Before publicly releasing any such OCI materials, the Department will review those documents consistent with the FOIA to determine whether certain information is exempt from disclosure.[8]Offerors and third-party contractors are encouraged to identify confidential business information when submitting OCI materials to the Department. Generally, prior to publicly releasing information designated as confidential business information or that is not so designated but that the Department determines is arguably confidential business information, the Department will make a good faith effort to notify the submitter and afford the submitter a reasonable period of time to object to disclosure of the information. If the submitter believes that a given document contains confidential business information and the Department’s Office of Legal Adviser concurs with that determination, the Department will redact relevant text prior to the document’s public release.

VI. Failure to Disclose

Apart from other remedies allowed by law or contract, any deliberate non-disclosure or misrepresentation of facts relevant to the OCI disclosure certification required may result in immediate termination, and/or disqualification of the Offeror/third-party contractor from future third-party contracts.

See PDF for Annex.


[1]40 CFR §1506.5(c)

[2]The term "affiliates" means business concerns which are affiliates of each other when one concern or individual controls or has the power to control another, either directly or indirectly, or when a third party controls or has the power to control both.

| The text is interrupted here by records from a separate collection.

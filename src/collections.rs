//! Collection lifecycle: existence, listing, create-or-append, delete, stats.
//!
//! A collection is a directory `<base_dir>/<name>` holding one index. The
//! manager is the only component that touches those directories; the
//! indexing pipeline and query engine go through it. Index handles are
//! opened per operation and closed before returning.
//!
//! # Delete
//!
//! The directory is first renamed to a hidden tombstone
//! (`.<name>.deleting-<uuid>`) in the same base directory, so the
//! collection disappears in one step, then the tombstone is removed. A
//! failed removal is logged; the collection is already gone.
//!
//! # Embedding
//!
//! Chunk texts go to the provider in batches of `batch_size`, one request
//! at a time. The first failed batch aborts the upload before any storage
//! is touched.
//!
//! # Concurrency
//!
//! There is no per-name lock. Two concurrent `create_or_append` calls for a
//! missing collection may both try to create it.

use std::path::{Path, PathBuf};
use std::sync::Arc;
use std::time::SystemTime;

use chrono::{DateTime, SecondsFormat, Utc};
use uuid::Uuid;

use knowledge_base_core::collection::{is_valid_name, CollectionName};
use knowledge_base_core::embedding::EmbeddingProvider;
use knowledge_base_core::models::{Chunk, CollectionInfo, CollectionStats, IndexRecord};
use knowledge_base_core::store::{IndexBackend, VectorIndex};
use knowledge_base_core::{KbError, KbResult};

/// Texts per provider call unless configured otherwise.
pub const DEFAULT_BATCH_SIZE: usize = 64;

pub struct CollectionManager<B: IndexBackend> {
    base_dir: PathBuf,
    backend: B,
    embedder: Arc<dyn EmbeddingProvider>,
    batch_size: usize,
}

impl<B: IndexBackend> CollectionManager<B> {
    pub fn new(base_dir: impl Into<PathBuf>, backend: B, embedder: Arc<dyn EmbeddingProvider>) -> Self {
        Self {
            base_dir: base_dir.into(),
            backend,
            embedder,
            batch_size: DEFAULT_BATCH_SIZE,
        }
    }

    /// Maximum number of texts sent to the provider per call. Zero is
    /// treated as one.
    pub fn with_batch_size(mut self, batch_size: usize) -> Self {
        self.batch_size = batch_size.max(1);
        self
    }

    pub fn base_dir(&self) -> &Path {
        &self.base_dir
    }

    pub fn embedder(&self) -> &Arc<dyn EmbeddingProvider> {
        &self.embedder
    }

    /// Storage directory for `name`. Does not check existence.
    pub fn path_for(&self, name: &CollectionName) -> PathBuf {
        self.base_dir.join(name.as_str())
    }

    /// True iff the collection's directory exists.
    pub async fn exists(&self, name: &CollectionName) -> bool {
        is_dir(&self.path_for(name)).await
    }

    /// Every readable collection, sorted by name.
    ///
    /// Hidden entries and invalid names are ignored. Collections whose index
    /// cannot be opened or counted are skipped with a warning.
    pub async fn list(&self) -> KbResult<Vec<CollectionInfo>> {
        if !is_dir(&self.base_dir).await {
            return Ok(Vec::new());
        }

        let read_failed = |e: std::io::Error| {
            KbError::storage(anyhow::Error::new(e).context(format!(
                "Failed to read base directory {}",
                self.base_dir.display()
            )))
        };
        let mut entries = tokio::fs::read_dir(&self.base_dir).await.map_err(read_failed)?;

        let mut names = Vec::new();
        while let Some(entry) = entries.next_entry().await.map_err(read_failed)? {
            let Some(name) = entry.file_name().to_str().map(str::to_string) else {
                continue;
            };
            if is_valid_name(&name) && is_dir(&entry.path()).await {
                names.push(name);
            }
        }
        names.sort();

        let mut collections = Vec::with_capacity(names.len());
        for name in names {
            let path = self.base_dir.join(&name);
            match self.count_at(&path).await {
                Ok(document_count) => {
                    let (created_at, last_updated) = dir_timestamps(&path).await;
                    collections.push(CollectionInfo {
                        name,
                        document_count,
                        created_at,
                        last_updated,
                    });
                }
                Err(e) => {
                    tracing::warn!(collection = %name, error = %format!("{:#}", e), "Skipping unreadable collection");
                }
            }
        }

        Ok(collections)
    }

    async fn count_at(&self, path: &Path) -> anyhow::Result<usize> {
        let index = self.backend.open(path).await?;
        let count = index.count().await;
        index.close().await;
        count
    }

    /// Embed `chunks` and store them, creating the collection if needed.
    ///
    /// Returns the number of chunks written. Embedding runs before any
    /// storage access, so an embedding failure leaves nothing behind. A
    /// failed creation removes the directory it made.
    pub async fn create_or_append(&self, name: &CollectionName, chunks: Vec<Chunk>) -> KbResult<usize> {
        if chunks.is_empty() {
            return Err(KbError::EmptyInput);
        }

        let texts: Vec<String> = chunks.iter().map(|c| c.text.clone()).collect();
        let batches = texts.len().div_ceil(self.batch_size);
        let mut vectors = Vec::with_capacity(texts.len());
        for (i, batch) in texts.chunks(self.batch_size).enumerate() {
            let embedded = self.embedder.embed(batch).await.map_err(KbError::embedding)?;
            if embedded.len() != batch.len() {
                return Err(KbError::Embedding(format!(
                    "provider returned {} vectors for a batch of {} chunks",
                    embedded.len(),
                    batch.len()
                )));
            }
            vectors.extend(embedded);
            tracing::debug!(collection = %name, batch = i + 1, batches, "Embedded batch");
        }

        let records: Vec<IndexRecord> = chunks
            .into_iter()
            .zip(vectors)
            .map(|(chunk, vector)| IndexRecord { chunk, vector })
            .collect();

        let path = self.path_for(name);
        if self.exists(name).await {
            let index = self.backend.open(&path).await.map_err(KbError::storage)?;
            let written = index.add_vectors(&records).await;
            index.close().await;
            let written = written.map_err(KbError::storage)?;
            tracing::info!(collection = %name, chunks = written, "Appended to collection");
            Ok(written)
        } else {
            match self.backend.create(&path, &records).await {
                Ok(index) => {
                    index.close().await;
                    tracing::info!(collection = %name, chunks = records.len(), "Created collection");
                    Ok(records.len())
                }
                Err(e) => {
                    if tokio::fs::try_exists(&path).await.unwrap_or(false) {
                        if let Err(cleanup) = tokio::fs::remove_dir_all(&path).await {
                            tracing::warn!(
                                collection = %name,
                                error = %cleanup,
                                "Failed to remove partially created collection"
                            );
                        }
                    }
                    Err(KbError::storage(e))
                }
            }
        }
    }

    /// Remove a collection and everything stored in it.
    pub async fn delete(&self, name: &CollectionName) -> KbResult<()> {
        if !self.exists(name).await {
            return Err(KbError::NotFound(name.to_string()));
        }

        let path = self.path_for(name);
        let tombstone = self
            .base_dir
            .join(format!(".{}.deleting-{}", name, Uuid::new_v4()));
        tokio::fs::rename(&path, &tombstone).await.map_err(|e| {
            KbError::storage(anyhow::Error::new(e).context(format!(
                "Failed to delete collection {}",
                name
            )))
        })?;

        if let Err(e) = tokio::fs::remove_dir_all(&tombstone).await {
            tracing::warn!(
                collection = %name,
                tombstone = %tombstone.display(),
                error = %e,
                "Collection deleted but tombstone removal failed"
            );
        }

        tracing::info!(collection = %name, "Deleted collection");
        Ok(())
    }

    /// Chunk totals and per-file histogram for one collection.
    ///
    /// A collection that exists but holds no chunks is reported as not found.
    pub async fn stats(&self, name: &CollectionName) -> KbResult<CollectionStats> {
        let index = self.open(name).await?;
        let metadata = index.all_metadata().await;
        index.close().await;
        let metadata = metadata.map_err(KbError::storage)?;

        if metadata.is_empty() {
            return Err(KbError::NotFound(name.to_string()));
        }

        let (created_at, last_updated) = dir_timestamps(&self.path_for(name)).await;
        Ok(CollectionStats::from_metadata(
            name.as_str(),
            &metadata,
            created_at,
            last_updated,
        ))
    }

    /// Open the index of an existing collection. The caller must close it.
    pub async fn open(&self, name: &CollectionName) -> KbResult<B::Index> {
        if !self.exists(name).await {
            return Err(KbError::NotFound(name.to_string()));
        }
        self.backend
            .open(&self.path_for(name))
            .await
            .map_err(KbError::storage)
    }
}

/// `(created_at, last_updated)` of a collection directory as RFC 3339 UTC.
///
/// Creation falls back to modification time where the filesystem lacks
/// birth time. Last update is the newest mtime of the directory and its
/// direct entries.
async fn dir_timestamps(path: &Path) -> (String, String) {
    let meta = tokio::fs::metadata(path).await.ok();
    let modified = meta.as_ref().and_then(|m| m.modified().ok());
    let created = meta
        .as_ref()
        .and_then(|m| m.created().ok())
        .or(modified)
        .unwrap_or_else(SystemTime::now);

    let mut newest_entry: Option<SystemTime> = None;
    if let Ok(mut entries) = tokio::fs::read_dir(path).await {
        while let Ok(Some(entry)) = entries.next_entry().await {
            let entry_modified = entry.metadata().await.ok().and_then(|m| m.modified().ok());
            newest_entry = newest_entry.max(entry_modified);
        }
    }
    let last_updated = modified
        .into_iter()
        .chain(newest_entry)
        .max()
        .unwrap_or(created);

    (format_time(created), format_time(last_updated))
}

async fn is_dir(path: &Path) -> bool {
    tokio::fs::metadata(path)
        .await
        .map(|m| m.is_dir())
        .unwrap_or(false)
}

fn format_time(time: SystemTime) -> String {
    DateTime::<Utc>::from(time).to_rfc3339_opts(SecondsFormat::Secs, true)
}
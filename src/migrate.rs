use anyhow::{Context, Result};
use sqlx::SqlitePool;

/// Create the chunk table if it does not exist yet.
///
/// Rows are read back in `rowid` order, which is insertion order.
pub async fn run_migrations(pool: &SqlitePool) -> Result<()> {
    sqlx::query(
        r#"
        CREATE TABLE IF NOT EXISTS chunks (
            id TEXT PRIMARY KEY,
            chunk_index INTEGER NOT NULL,
            text TEXT NOT NULL,
            metadata_json TEXT NOT NULL DEFAULT '{}',
            embedding BLOB NOT NULL,
            dims INTEGER NOT NULL
        )
        "#,
    )
    .execute(pool)
    .await?;

    Ok(())
}

/// Check that an existing index holds the chunk table, without writing.
///
/// Fails on files that are not SQLite databases or lack the table.
pub async fn verify_schema(pool: &SqlitePool) -> Result<()> {
    sqlx::query("SELECT id, chunk_index, text, metadata_json, embedding, dims FROM chunks LIMIT 0")
        .execute(pool)
        .await
        .context("index has no readable chunk table")?;
    Ok(())
}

[3]In a 1981 memorandum, published in the Federal Register, CEQ explained that it defines the term "financial or other interest” in the project’s outcome “broadly to cover any known benefits other than general enhancement of professional reputation.” Forty Most Asked Questions Concerning CEQ's National Environmental Policy Act Regulations, 46 Fed. Reg. 18,026, 18,027 (1981).

[4] In general, the list of Connected Entities would be developed by the Department in consultation with the Applicant for a particular project.

[5]“Section 1506.5(c) prohibits a person or entity entering into a contract with a federal agency to prepare an EIS when that party has at that time and during the life of the contract pecuniary or other interests in the outcomes of the proposal. Thus, a firm which has an agreement to prepare an EIS for a construction project cannot, at the same time, have an agreement to perform the construction, nor could it be the owner of the construction site. However, if there are no such separate interests or arrangements, and if the contract for EIS preparation does not contain any incentive clauses or guarantees of any future work on the project, it is doubtful that an inherent conflict of interest will exist.” Guidance Regarding NEPA Regulations, 48 Fed.Reg. 34,263, 34,266 (CEQ 1983).

[6] The Third-Party Contractor Guidance is an accompaniment to this OCI Guidance document.

[7] For example, in past permitting processes, the Department has released such materials in conjunction with the release of a Draft or Final EIS. The exact appropriate time(s) for release of these documents during a permitting process would be determined based on the circumstances of the particular permitting process.